キヨシは100%信用できる男

2012年11月10日 16時00分

【山本功児 なんとなく幸せ(11)】

 

 入団1年目のキャンプから一軍昇格も宿舎の部屋も一緒だったボクと中畑清は、シーズン中も新幹線の座席も常に隣同士になるなど、なにかと行動を共にしていた。
 友達だからというわけではないが、キヨシほどのナイスガイを見たことがない。現巨人監督の原辰徳が三塁へ回り、自身がボクの守備位置である一塁にコンバートされた時も、たいそう気にかけていた。さすがにこの時は「誰を使うか決めるのは監督だ。仕事ではオレに気を使うな」とたしなめたが、そういう男なのである。

 さすがに苦戦を強いられているが、DeNAの選手は幸せだと思う。ボクも“いい監督”はたくさん見てきたが、あれだけ真面目で正直な人間も珍しい。成功も失敗も裏表なく話すし、付き合った人間はみんな彼のことを好きになっている。100%信用して大丈夫だと断言してもいい。

 若い選手がどう見ているか分からないが、数々の修羅場をくぐってきたベテランの中村紀洋やラミレスは分かっているのだと思う。キヨシの良さを、何事にも前向きで一生懸命な姿勢を。

 生え抜きのエースである三浦大輔や、ここ数年は出場機会の減っていた金城龍彦もそうだが、彼らが意気に感じてプレーする様子は、テレビで見ていても伝わってくる。ボクにも経験はあるが、若手を育てながら勝つというのは並大抵のことではない。ただ、DeNAは前身の横浜時代に4年連続で最下位だったチーム。上に上がるしかないのだから、やりがいはあるはずだ。

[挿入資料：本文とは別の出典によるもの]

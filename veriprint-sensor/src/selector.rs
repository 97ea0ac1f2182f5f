//! Device selector parsing.

use std::fmt;
use std::str::FromStr;

/// Names a specific sensor by USB topology, `usb-<bus>-<address>`.
///
/// `Default` means "first discovered device".
#[derive(Debug, Clone, Copy, PartialEq, Eq, Default)]
pub enum DeviceSelector {
    #[default]
    FirstDiscovered,
    Usb {
        bus: u8,
        address: u8,
    },
}

/// Error parsing a device selector argument.
#[derive(Debug, Clone, PartialEq, Eq, thiserror::Error)]
#[error("invalid device selector {0:?}, expected usb-<bus>-<address>")]
pub struct SelectorParseError(pub String);

impl FromStr for DeviceSelector {
    type Err = SelectorParseError;

    fn from_str(s: &str) -> Result<Self, Self::Err> {
        let err = || SelectorParseError(s.to_string());
        let rest = s.strip_prefix("usb-").ok_or_else(err)?;
        let (bus, address) = rest.split_once('-').ok_or_else(err)?;
        if address.contains('-') {
            return Err(err());
        }
        Ok(Self::Usb {
            bus: bus.parse().map_err(|_| err())?,
            address: address.parse().map_err(|_| err())?,
        })
    }
}

impl fmt::Display for DeviceSelector {
    fn fmt(&self, f: &mut fmt::Formatter<'_>) -> fmt::Result {
        match self {
            Self::FirstDiscovered => f.write_str("usb-auto"),
            Self::Usb { bus, address } => write!(f, "usb-{bus}-{address}"),
        }
    }
}
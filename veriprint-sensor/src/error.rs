//! Sensor error taxonomy.

use std::io;

/// Errors surfaced by a sensor backend.
#[derive(Debug, thiserror::Error)]
pub enum SensorError {
    /// USB/transport-level failure. The shared sensor state is assumed
    /// unrecoverable without a fresh process, so this class is fatal to
    /// the daemon, not just to the failing session.
    #[error("hardware failure: {0}")]
    Hardware(String),

    /// The sensor firmware requires a reboot before it can be used.
    /// Detected while opening the device; the daemon exits cleanly so
    /// the service manager restarts it after the reboot.
    #[error("sensor requires a reboot")]
    RebootNeeded,

    /// Malformed or unexpected response within the sensor protocol.
    #[error("protocol error: {0}")]
    Protocol(String),

    /// The in-flight call was unblocked by `cancel()`.
    #[error("operation canceled")]
    Canceled,

    #[error("I/O error: {0}")]
    Io(#[from] io::Error),
}

impl SensorError {
    /// True only for the transport-failure class that must stop the
    /// whole process.
    pub fn is_fatal(&self) -> bool {
        matches!(self, Self::Hardware(_))
    }
}
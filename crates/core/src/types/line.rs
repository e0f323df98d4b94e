//! Cart lines and quantity arithmetic.
//!
//! `total` and `item_count` are always derived from the line sequence.
//! Nothing stores them as independently mutated counters.

use rust_decimal::Decimal;
use serde::{Deserialize, Serialize};

use super::id::ProductKey;
use super::product::ProductRef;

/// One product and quantity pair in the cart.
#[derive(Debug, Clone, PartialEq, Eq, Serialize, Deserialize)]
pub struct CartLine {
    /// The product on this line.
    pub product: ProductRef,
    /// Number of units. Zero only on malformed records, which the cart drops.
    #[serde(default)]
    pub quantity: u32,
}

impl CartLine {
    /// Create a line.
    #[must_use]
    pub const fn new(product: ProductRef, quantity: u32) -> Self {
        Self { product, quantity }
    }

    /// Canonical key of this line's product.
    #[must_use]
    pub fn key(&self) -> Option<ProductKey> {
        self.product.canonical_key()
    }

    /// Unit price times quantity.
    #[must_use]
    pub fn line_total(&self) -> Decimal {
        self.product
            .unit_price()
            .saturating_mul(Decimal::from(self.quantity))
    }
}

/// Sum of `price * quantity` over all lines.
///
/// Missing prices count as zero. Saturates instead of overflowing.
///
/// # Example
///
/// ```rust
/// # use cartwright_core::{CartLine, ProductRef, total};
/// # use rust_decimal::Decimal;
/// let lines = vec![
///     CartLine::new(ProductRef::new("p1", Decimal::TEN), 2),
///     CartLine::new(ProductRef::new("p2", Decimal::new(5, 0)), 1),
/// ];
/// assert_eq!(total(&lines), Decimal::new(25, 0));
/// ```
#[must_use]
pub fn total(lines: &[CartLine]) -> Decimal {
    lines
        .iter()
        .fold(Decimal::ZERO, |acc, line| acc.saturating_add(line.line_total()))
}

/// Sum of quantities over all lines.
#[must_use]
pub fn item_count(lines: &[CartLine]) -> u64 {
    lines
        .iter()
        .fold(0_u64, |acc, line| acc.saturating_add(u64::from(line.quantity)))
}

#[cfg(test)]
#[allow(clippy::unwrap_used)]
mod tests {
    use super::*;

    #[test]
    fn test_empty_lines() {
        assert_eq!(total(&[]), Decimal::ZERO);
        assert_eq!(item_count(&[]), 0);
    }

    #[test]
    fn test_missing_price_and_quantity() {
        let line: CartLine = serde_json::from_str(r#"{"product":{"id":"p1"}}"#).unwrap();
        assert_eq!(line.quantity, 0);
        assert_eq!(line.line_total(), Decimal::ZERO);

        let lines = vec![
            line,
            CartLine::new(ProductRef::new("p2", Decimal::new(350, 2)), 2),
        ];
        assert_eq!(total(&lines), Decimal::new(700, 2));
        assert_eq!(item_count(&lines), 2);
    }

    #[test]
    fn test_fractional_prices_are_exact() {
        let lines = vec![CartLine::new(ProductRef::new("p1", Decimal::new(10, 2)), 3)];
        assert_eq!(total(&lines), Decimal::new(30, 2));
    }
}
//! Cartwright Core - Shared cart types.
//!
//! This crate provides the types used across all Cartwright components:
//! - `cartwright` - Cart state container and Cart Service clients
//! - `cli` - Command-line driver for a remote cart
//!
//! # Architecture
//!
//! The core crate contains only types and pure functions - no I/O, no HTTP
//! clients, no async. Everything here is deterministic and can be tested
//! without a runtime.
//!
//! # Modules
//!
//! - [`types`] - Product references, cart lines, canonical keys, and prices

#![cfg_attr(not(test), forbid(unsafe_code))]

pub mod types;

pub use types::*;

 これまでにも時代を席巻した野球スタイルがいくつかあった。1978年にヤクルトを初の日本一に導き、80年代には西武をリーグ優勝3回、日本一2回の常勝チームに育てあげた広岡達朗さんの「管理野球」。データを重視し、90年代にヤクルトを4度のリーグ優勝と3度の日本一に導いて一時代を築いた野村克也さんの「ID野球」。

 休み前に徹夜でマージャンしたり、飲みに行っては声がかれるまでカラオケに興じるキヨシは、これまでの名将とはまるでタイプも違うが、今までにない監督像をつくり上げてくれるのではないかと期待している。

 今でもキヨシとは友達付き合いをさせてもらっているが、実のところ、彼が球団とどんな契約を結んだのか聞いたことがない。結果がすべての世界なので先のことは分からないが、少なくともキヨシは自ら投げ出すような男ではない。苦労は絶えないだろうが、なんとか監督としても大輪の花を咲かせてほしいものである。